The New River begins to the north east of Sissons Farm, close to the confluences between the River Welland, the Maxey Cut, the South Drain and the Folly River. The Welland is navigable below this point, but not above it. The New River heads to the north east, with Corporation Bank forming its right bank. A public byway runs along the top of Corporation Bank. The area between the river and the Welland is called The Wash. To the north of Willow Bank Farm, the distance between the rivers increases, and Kennulph's Stone is located when the widening begins. The stone consists of a rectangular base and part of the shaft of a cross, dating from around 1200, but re-erected at the site in 1817. It is a Grade II listed structure, and the area around it is a scheduled monument. Kennulph was the first abbot of Crowland Abbey.

After Kennulphs Stone, the washland between the rivers is known as Crowland High Wash. Corporation Bank continues until the river reaches Crowland, where it turns to the north. At Crowland, the B1166 road Gravel Causeway crosses both rivers to reach the left bank of the Welland, which it follows upstream. The New River runs along the western edge of Crowland and widens a little. To the north of the town, Wash Bank forms the right bank of the river, with a public footpath running along it. At Crowland Low Wash and Crowland Fodder Lots, the distance between the two rivers is around 0.6 mi, but the washland then narrows until the New River is running next to the left bank of the Welland. Both turn to the north-east, and there is a land drainage pumping station at the turn. The distance between the rivers then increases again, and at Cloot House the footpath is replaced by Cloot Drove, which becomes Wash Bank once it is running along the embankment.
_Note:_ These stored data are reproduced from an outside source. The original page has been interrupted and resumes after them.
//! In-memory account directory
//!
//! Behaves like the identity service for the rules this crate relies on:
//! unique emails, email syntax, the 6 character password minimum, and token
//! expiry. Useful for tests and offline development.

use crate::auth::directory::AccountDirectory;
use crate::auth::types::{encode_jwt, AccountMetadata, AccountRecord, DecodedToken};
use crate::error::{AuthError, ServiceError};
use async_trait::async_trait;
use chrono::{Duration, Utc};
use rand::Rng;
use std::collections::{HashMap, HashSet};
use tokio::sync::RwLock;

/// Minimum password length enforced by the identity service
pub const MIN_PASSWORD_LENGTH: usize = 6;

const UID_LENGTH: usize = 28;

/// In-memory [`AccountDirectory`]
#[derive(Debug)]
pub struct InMemoryDirectory {
    project_id: String,
    state: RwLock<DirectoryState>,
}

#[derive(Debug, Default)]
struct DirectoryState {
    accounts: HashMap<String, AccountRecord>,
    uid_by_email: HashMap<String, String>,
    issued_signatures: HashSet<String>,
}

impl InMemoryDirectory {
    /// Create an empty directory for the given project
    pub fn new(project_id: impl Into<String>) -> Self {
        Self {
            project_id: project_id.into(),
            state: RwLock::new(DirectoryState::default()),
        }
    }

    /// Number of accounts currently registered
    pub async fn len(&self) -> usize {
        self.state.read().await.accounts.len()
    }

    /// Whether the directory has no accounts
    pub async fn is_empty(&self) -> bool {
        self.len().await == 0
    }

    /// Issue an ID token for `uid` valid for `ttl` (negative for an already expired token)
    pub async fn issue_token(&self, uid: &str, ttl: Duration) -> Result<String, ServiceError> {
        let mut state = self.state.write().await;
        let Some(account) = state.accounts.get(uid) else {
            return Err(AuthError::UserNotFound.into());
        };

        let now = Utc::now();
        let expires = now + ttl;
        let issued = expires.min(now);
        let claims = serde_json::json!({
            "iss": format!("https://securetoken.google.com/{}", self.project_id),
            "aud": self.project_id,
            "sub": account.uid,
            "user_id": account.uid,
            "iat": issued.timestamp(),
            "exp": expires.timestamp(),
            "auth_time": issued.timestamp(),
            "email": account.email,
            "email_verified": account.email_verified,
            "firebase": { "sign_in_provider": "password" },
        });

        let signature = uuid::Uuid::new_v4().to_string();
        state.issued_signatures.insert(signature.clone());
        Ok(encode_jwt(&claims, &signature))
    }

    /// Mark an account disabled or enabled
    pub async fn set_disabled(&self, uid: &str, disabled: bool) -> Result<(), ServiceError> {
        let mut state = self.state.write().await;
        let account = state.accounts.get_mut(uid).ok_or(AuthError::UserNotFound)?;
        account.disabled = disabled;
        Ok(())
    }
}

fn generate_uid() -> String {
    rand::thread_rng()
        .sample_iter(&rand::distributions::Alphanumeric)
        .take(UID_LENGTH)
        .map(char::from)
        .collect()
}

fn is_valid_email(email: &str) -> bool {
    let Some((local, domain)) = email.split_once('@') else {
        return false;
    };
    !local.is_empty()
        && !domain.is_empty()
        && !domain.contains('@')
        && !email.chars().any(char::is_whitespace)
}

fn normalize_email(email: &str) -> String {
    email.trim().to_lowercase()
}

fn signature_of(token: &str) -> Option<String> {
    use base64::engine::general_purpose::URL_SAFE_NO_PAD;
    use base64::Engine;

    let encoded = token.rsplit('.').next()?;
    let bytes = URL_SAFE_NO_PAD.decode(encoded).ok()?;
    String::from_utf8(bytes).ok()
}

#[async_trait]
impl AccountDirectory for InMemoryDirectory {
    async fn create_account(&self, email: &str, password: &str) -> Result<String, ServiceError> {
        if !is_valid_email(email) {
            return Err(AuthError::InvalidEmail.into());
        }
        if password.chars().count() < MIN_PASSWORD_LENGTH {
            return Err(AuthError::WeakPassword(format!(
                "Password should be at least {} characters",
                MIN_PASSWORD_LENGTH
            ))
            .into());
        }

        let key = normalize_email(email);
        let mut state = self.state.write().await;
        if state.uid_by_email.contains_key(&key) {
            return Err(AuthError::EmailAlreadyExists.into());
        }

        let uid = generate_uid();
        let mut record = AccountRecord::new(uid.clone(), key.clone());
        record.metadata = AccountMetadata {
            created_at: Some(Utc::now()),
            last_sign_in_at: None,
        };
        state.uid_by_email.insert(key, uid.clone());
        state.accounts.insert(uid.clone(), record);
        Ok(uid)
    }

    async fn get_account_by_email(&self, email: &str) -> Result<AccountRecord, ServiceError> {
        let state = self.state.read().await;
        state
            .uid_by_email
            .get(&normalize_email(email))
            .and_then(|uid| state.accounts.get(uid))
            .cloned()
            .ok_or_else(|| AuthError::UserNotFound.into())
    }

    async fn verify_id_token(&self, token: &str) -> Result<DecodedToken, ServiceError> {
        let decoded = DecodedToken::from_jwt(token)?;
        let signature = signature_of(token).ok_or(AuthError::InvalidIdToken)?;

        let state = self.state.read().await;
        if !state.issued_signatures.contains(&signature) {
            return Err(AuthError::InvalidIdToken.into());
        }
        if decoded.is_expired_at(Utc::now()) {
            return Err(AuthError::TokenExpired.into());
        }
        match state.accounts.get(&decoded.uid) {
            None => Err(AuthError::UserNotFound.into()),
            Some(account) if account.disabled => Err(AuthError::UserDisabled.into()),
            Some(_) => Ok(decoded),
        }
    }

    async fn delete_account(&self, uid: &str) -> Result<(), ServiceError> {
        let mut state = self.state.write().await;
        let account = state.accounts.remove(uid).ok_or(AuthError::UserNotFound)?;
        if let Some(email) = account.email {
            state.uid_by_email.remove(&email);
        }
        Ok(())
    }
}

#[cfg(test)]
mod tests {
    use super::*;

    #[tokio::test]
    async fn test_create_and_lookup() {
        let directory = InMemoryDirectory::new("demo-project");
        let uid = directory.create_account("alice@example.com", "secret1").await.unwrap();

        assert_eq!(uid.len(), UID_LENGTH);
        let record = directory.get_account_by_email("alice@example.com").await.unwrap();
        assert_eq!(record.uid, uid);
        assert_eq!(record.email.as_deref(), Some("alice@example.com"));
        assert!(record.metadata.created_at.is_some());
    }

    #[tokio::test]
    async fn test_duplicate_email_rejected() {
        let directory = InMemoryDirectory::new("demo-project");
        directory.create_account("alice@example.com", "secret1").await.unwrap();

        let result = directory.create_account("Alice@Example.com", "secret2").await;
        assert!(matches!(result, Err(ServiceError::Auth(AuthError::EmailAlreadyExists))));
        assert_eq!(directory.len().await, 1);
    }

    #[tokio::test]
    async fn test_invalid_email_and_weak_password() {
        let directory = InMemoryDirectory::new("demo-project");

        let result = directory.create_account("not-an-email", "secret1").await;
        assert!(matches!(result, Err(ServiceError::Auth(AuthError::InvalidEmail))));

        let result = directory.create_account("bob@example.com", "123").await;
        assert!(matches!(result, Err(ServiceError::Auth(AuthError::WeakPassword(_)))));
        assert!(directory.is_empty().await);
    }

    #[tokio::test]
    async fn test_lookup_unknown_email() {
        let directory = InMemoryDirectory::new("demo-project");
        let result = directory.get_account_by_email("ghost@example.com").await;
        assert!(matches!(result, Err(ServiceError::Auth(AuthError::UserNotFound))));
    }

    #[tokio::test]
    async fn test_issued_token_verifies() {
        let directory = InMemoryDirectory::new("demo-project");
        let uid = directory.create_account("alice@example.com", "secret1").await.unwrap();
        let token = directory.issue_token(&uid, Duration::hours(1)).await.unwrap();

        let decoded = directory.verify_id_token(&token).await.unwrap();
        assert_eq!(decoded.uid, uid);
        assert_eq!(decoded.audience, "demo-project");
        assert_eq!(decoded.email.as_deref(), Some("alice@example.com"));
    }

    #[tokio::test]
    async fn test_expired_token_rejected() {
        let directory = InMemoryDirectory::new("demo-project");
        let uid = directory.create_account("alice@example.com", "secret1").await.unwrap();
        let token = directory.issue_token(&uid, Duration::minutes(-5)).await.unwrap();

        let result = directory.verify_id_token(&token).await;
        assert!(matches!(result, Err(ServiceError::Auth(AuthError::TokenExpired))));
    }

    #[tokio::test]
    async fn test_forged_token_rejected() {
        let directory = InMemoryDirectory::new("demo-project");
        let uid = directory.create_account("alice@example.com", "secret1").await.unwrap();
        let token = directory.issue_token(&uid, Duration::hours(1)).await.unwrap();

        let (unsigned, _) = token.rsplit_once('.').unwrap();
        let forged = format!("{}.Zm9yZ2Vk", unsigned);
        let result = directory.verify_id_token(&forged).await;
        assert!(matches!(result, Err(ServiceError::Auth(AuthError::InvalidIdToken))));
    }

    #[tokio::test]
    async fn test_disabled_account_token_rejected() {
        let directory = InMemoryDirectory::new("demo-project");
        let uid = directory.create_account("alice@example.com", "secret1").await.unwrap();
        let token = directory.issue_token(&uid, Duration::hours(1)).await.unwrap();
        directory.set_disabled(&uid, true).await.unwrap();

        let result = directory.verify_id_token(&token).await;
        assert!(matches!(result, Err(ServiceError::Auth(AuthError::UserDisabled))));
    }

    #[tokio::test]
    async fn test_delete_frees_email() {
        let directory = InMemoryDirectory::new("demo-project");
        let uid = directory.create_account("alice@example.com", "secret1").await.unwrap();
        directory.delete_account(&uid).await.unwrap();

        assert!(directory.get_account_by_email("alice@example.com").await.is_err());
        assert!(directory.create_account("alice@example.com", "secret1").await.is_ok());

        let result = directory.delete_account(&uid).await;
        assert!(matches!(result, Err(ServiceError::Auth(AuthError::UserNotFound))));
    }
}
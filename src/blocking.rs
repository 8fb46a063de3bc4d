//! Blocking façade
//!
//! For callers without an async runtime. Every call parks the calling thread
//! until the operation finishes. Fire-and-forget writes keep running on the
//! façade's runtime after the call returns.
//!
//! Do not call these methods from inside an async context; blocking on a
//! runtime from one of its own tasks panics.

use crate::auth::types::{AccountRecord, DecodedToken};
use crate::error::ServiceError;
use crate::profile::{ProfileRead, ProfileStore, ProfileUpdate, UserProfile};
use tokio::runtime::Runtime;

const WORKER_THREADS: usize = 2;

/// Account and profile operations as plain blocking calls
pub struct UserService {
    runtime: Runtime,
    profiles: ProfileStore,
}

impl UserService {
    /// Create a façade with its own multi-threaded runtime
    pub fn new(profiles: ProfileStore) -> Result<Self, ServiceError> {
        let runtime = tokio::runtime::Builder::new_multi_thread()
            .worker_threads(WORKER_THREADS)
            .thread_name("account-profiles")
            .enable_all()
            .build()
            .map_err(|e| ServiceError::internal(format!("Failed to start runtime: {}", e)))?;
        Ok(Self { runtime, profiles })
    }

    /// Create an account and return its uid
    pub fn register(&self, email: &str, password: &str) -> Result<String, ServiceError> {
        self.runtime
            .block_on(self.profiles.accounts().register(email, password))
    }

    /// Look up the account registered under `email`
    pub fn find_by_email(&self, email: &str) -> Result<AccountRecord, ServiceError> {
        self.runtime.block_on(self.profiles.accounts().find_by_email(email))
    }

    /// Verify a bearer token and return its claims
    pub fn verify_token(&self, token: &str) -> Result<DecodedToken, ServiceError> {
        self.runtime.block_on(self.profiles.accounts().verify_token(token))
    }

    /// Delete the account registered under `email`
    pub fn delete_by_email(&self, email: &str) -> Result<(), ServiceError> {
        self.runtime.block_on(self.profiles.accounts().delete_by_email(email))
    }

    /// Enqueue the empty profile for `email`
    pub fn create_initial_profile(&self, email: &str) -> Result<(), ServiceError> {
        self.runtime
            .block_on(self.profiles.create_initial_profile(email))
            .map(drop)
    }

    /// Enqueue a full replacement of the profile for `email`
    pub fn update_profile(&self, email: &str, update: ProfileUpdate) -> Result<(), ServiceError> {
        self.runtime
            .block_on(self.profiles.update_profile(email, update))
            .map(drop)
    }

    /// Read the profile; a cancelled read returns `None`
    pub fn get_profile(&self, email: &str) -> Result<Option<UserProfile>, ServiceError> {
        self.runtime.block_on(self.profiles.get_profile(email))
    }

    /// Whether a profile is stored; a cancelled read returns `false`
    pub fn profile_exists(&self, email: &str) -> Result<bool, ServiceError> {
        self.runtime.block_on(self.profiles.profile_exists(email))
    }

    /// Read the profile, keeping a cancelled read distinct from absence
    pub fn read_profile(&self, email: &str) -> Result<ProfileRead, ServiceError> {
        self.runtime.block_on(self.profiles.read_profile(email))
    }
}

impl std::fmt::Debug for UserService {
    fn fmt(&self, f: &mut std::fmt::Formatter<'_>) -> std::fmt::Result {
        f.debug_struct("UserService")
            .field("profiles", &self.profiles)
            .finish_non_exhaustive()
    }
}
When the river reaches Brotherhouse Bar, there is a boundary cross near the right bank. This also dates from around 1200, and marked the extent of land owned by Crowland Abbey. It is known as St. Guthlacs Cross, and is built of limestone ashlar. It is a listed structure and a scheduled monument. Historic England call the location Brothershome Bar, rather than the Ordnance Survey's Brotherhouse Bar. A public footpath crosses the river and continues to a new footbridge over the Welland at Four Mile Bar, constructed in 1953 as part of the major drainage works following flooding in 1947. The river turns to the north, and a road runs along the top of Barrier Bank, which forms the right bank. A track called New River Drove runs beside the river, and there are small bridges carrying other tracks across the river into Cowbit Wash. Named ones include Bell Row Drove, Cannonhill Drove, Brownlow's Drove and Tollbar Drove. The village of Cowbit is to the east of the Barrier Bank, and the river turns to the north west there.

As the river turns to the north, Cowbit Wash has been divided by the construction of an embankment carrying the A1175 road. There is a service area by a roundabout on the right bank of the New River. The river continues northwards to Little London, where it enters the Welland through a sluice structure.